- **EXERCISE PROMPT**:
What lines of the data hold the string "HistoryProps"? Pull each one out.

[Saved data entries]
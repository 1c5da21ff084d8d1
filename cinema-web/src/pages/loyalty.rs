//! `/loyalty`: the member's points balance and transaction history.
//!
//! The session's cached balance shows first; the fetched balance replaces it
//! and is published so the header badge follows.

use super::{EmptyState, Loading};
use crate::api;
use crate::app::session::use_session;
use crate::components::toast::use_toaster;
use crate::i18n::{fmt_date_iso, fmt_grouped, t};
use cinema_core::api::endpoints;
use cinema_core::models::{LoyaltyBalance, PointsTransaction};
use wasm_bindgen_futures::spawn_local;
use yew::prelude::*;

fn type_key(transaction_type: &str) -> Option<&'static str> {
    match transaction_type {
        "EARN" => Some("loyalty.types.earn"),
        "REDEEM" => Some("loyalty.types.redeem"),
        "EXPIRE" => Some("loyalty.types.expire"),
        "ADJUST" => Some("loyalty.types.adjust"),
        "GIFT" => Some("loyalty.types.gift"),
        _ => None,
    }
}

fn type_label(transaction_type: &str) -> String {
    type_key(transaction_type).map_or_else(|| transaction_type.to_string(), t)
}

fn signed_points(points: i64) -> String {
    if points > 0 {
        format!("+{}", fmt_grouped(points))
    } else {
        fmt_grouped(points)
    }
}

#[function_component(LoyaltyPage)]
pub fn loyalty_page() -> Html {
    let session = use_session();
    let toaster = use_toaster();
    let balance = use_state(|| None::<LoyaltyBalance>);
    let history = use_state(|| None::<Vec<PointsTransaction>>);
    let show_history = use_state(|| false);
    let user_id = session.user_id();

    {
        let balance = balance.clone();
        let history = history.clone();
        let session = session.clone();
        use_effect_with(user_id, move |&user_id| {
            if let Some(user_id) = user_id {
                spawn_local(async move {
                    match api::get::<LoyaltyBalance>(endpoints::loyalty_balance(user_id)).await {
                        Ok(found) => {
                            session.points_changed(found.available_points);
                            balance.set(Some(found));
                        }
                        Err(err) => {
                            log::error!("points balance for user {user_id}: {err}");
                            toaster.error(err.user_message(&t("loyalty.load_failed")));
                        }
                    }
                    match api::get::<Vec<PointsTransaction>>(endpoints::loyalty_history(user_id)).await {
                        Ok(list) => history.set(Some(list)),
                        Err(err) => {
                            log::warn!("points history for user {user_id}: {err}");
                            history.set(Some(Vec::new()));
                        }
                    }
                });
            }
            || {}
        });
    }

    let cached = session
        .user
        .as_ref()
        .and_then(|u| u.available_points)
        .map(|available_points| LoyaltyBalance {
            available_points,
            ..LoyaltyBalance::default()
        });
    let shown = (*balance).or(cached);

    let on_toggle = {
        let show_history = show_history.clone();
        Callback::from(move |_: MouseEvent| show_history.set(!*show_history))
    };

    html! {
        <main id="main" class="page loyalty-page">
            <h1>{ t("loyalty.title") }</h1>
            { match shown {
                None => html! { <Loading /> },
                Some(found) => html! { <PointsCard balance={found} /> },
            } }
            <button type="button" class="btn btn-ghost" aria-expanded={(*show_history).to_string()} onclick={on_toggle}>
                { if *show_history { t("loyalty.hide_history") } else { t("loyalty.show_history") } }
            </button>
            if *show_history {
                { match history.as_ref() {
                    None => html! { <Loading /> },
                    Some(list) => html! { <PointsHistory transactions={list.clone()} /> },
                } }
            }
        </main>
    }
}

#[derive(Properties, PartialEq)]
pub struct CardProps {
    pub balance: LoyaltyBalance,
}

#[function_component(PointsCard)]
pub fn points_card(props: &CardProps) -> Html {
    let b = props.balance;
    let unit = t("loyalty.unit");
    html! {
        <section class="panel points-card" aria-label={t("loyalty.available")}>
            <p class="points-available">
                <span class="label">{ t("loyalty.available") }</span>
                <span class="points-value" data-testid="points-available">{ fmt_grouped(b.available_points) }</span>
                <span class="points-unit">{ unit.clone() }</span>
            </p>
            <dl class="points-stats">
                <dt>{ t("loyalty.earned") }</dt>
                <dd>{ format!("{} {unit}", fmt_grouped(b.total_earned)) }</dd>
                <dt>{ t("loyalty.redeemed") }</dt>
                <dd>{ format!("{} {unit}", fmt_grouped(b.total_redeemed)) }</dd>
            </dl>
        </section>
    }
}

#[derive(Properties, PartialEq)]
pub struct HistoryProps {
    pub transactions: Vec<PointsTransaction>,
}

#[function_component(PointsHistory)]
pub fn points_history(props: &HistoryProps) -> Html {
    if props.transactions.is_empty() {
        return html! { <EmptyState message={t("loyalty.history_empty")} /> };
    }
    html! {
        <section class="points-history">
            <h2>{ t("loyalty.history_title") }</h2>
            <table class="table points-table">
                <thead>
                    <tr>
                        <th>{ t("loyalty.date") }</th>
                        <th>{ t("loyalty.type") }</th>
                        <th>{ t("loyalty.points") }</th>
                        <th>{ t("loyalty.description") }</th>
                        <th>{ t("loyalty.balance") }</th>
                    </tr>
                </thead>
                <tbody>
                    { for props.transactions.iter().map(|tx| {
                        let class = if tx.points_amount < 0 { "points-negative" } else { "points-positive" };
                        html! {
                            <tr key={tx.transaction_id}>
                                <td>{ tx.created_at.as_deref().map(fmt_date_iso).unwrap_or_default() }</td>
                                <td>{ type_label(&tx.transaction_type) }</td>
                                <td class={class}>{ signed_points(tx.points_amount) }</td>
                                <td>{ tx.description.clone().unwrap_or_default() }</td>
                                <td>{ tx.balance_after.map(fmt_grouped).unwrap_or_default() }</td>
                            </tr>
                        }
                    }) }
                </tbody>
            </table>
        </section>
    }
}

- **WRITTEN SOLUTION**:
pub struct HistoryProps {
pub fn points_history(props: &HistoryProps) -> Html {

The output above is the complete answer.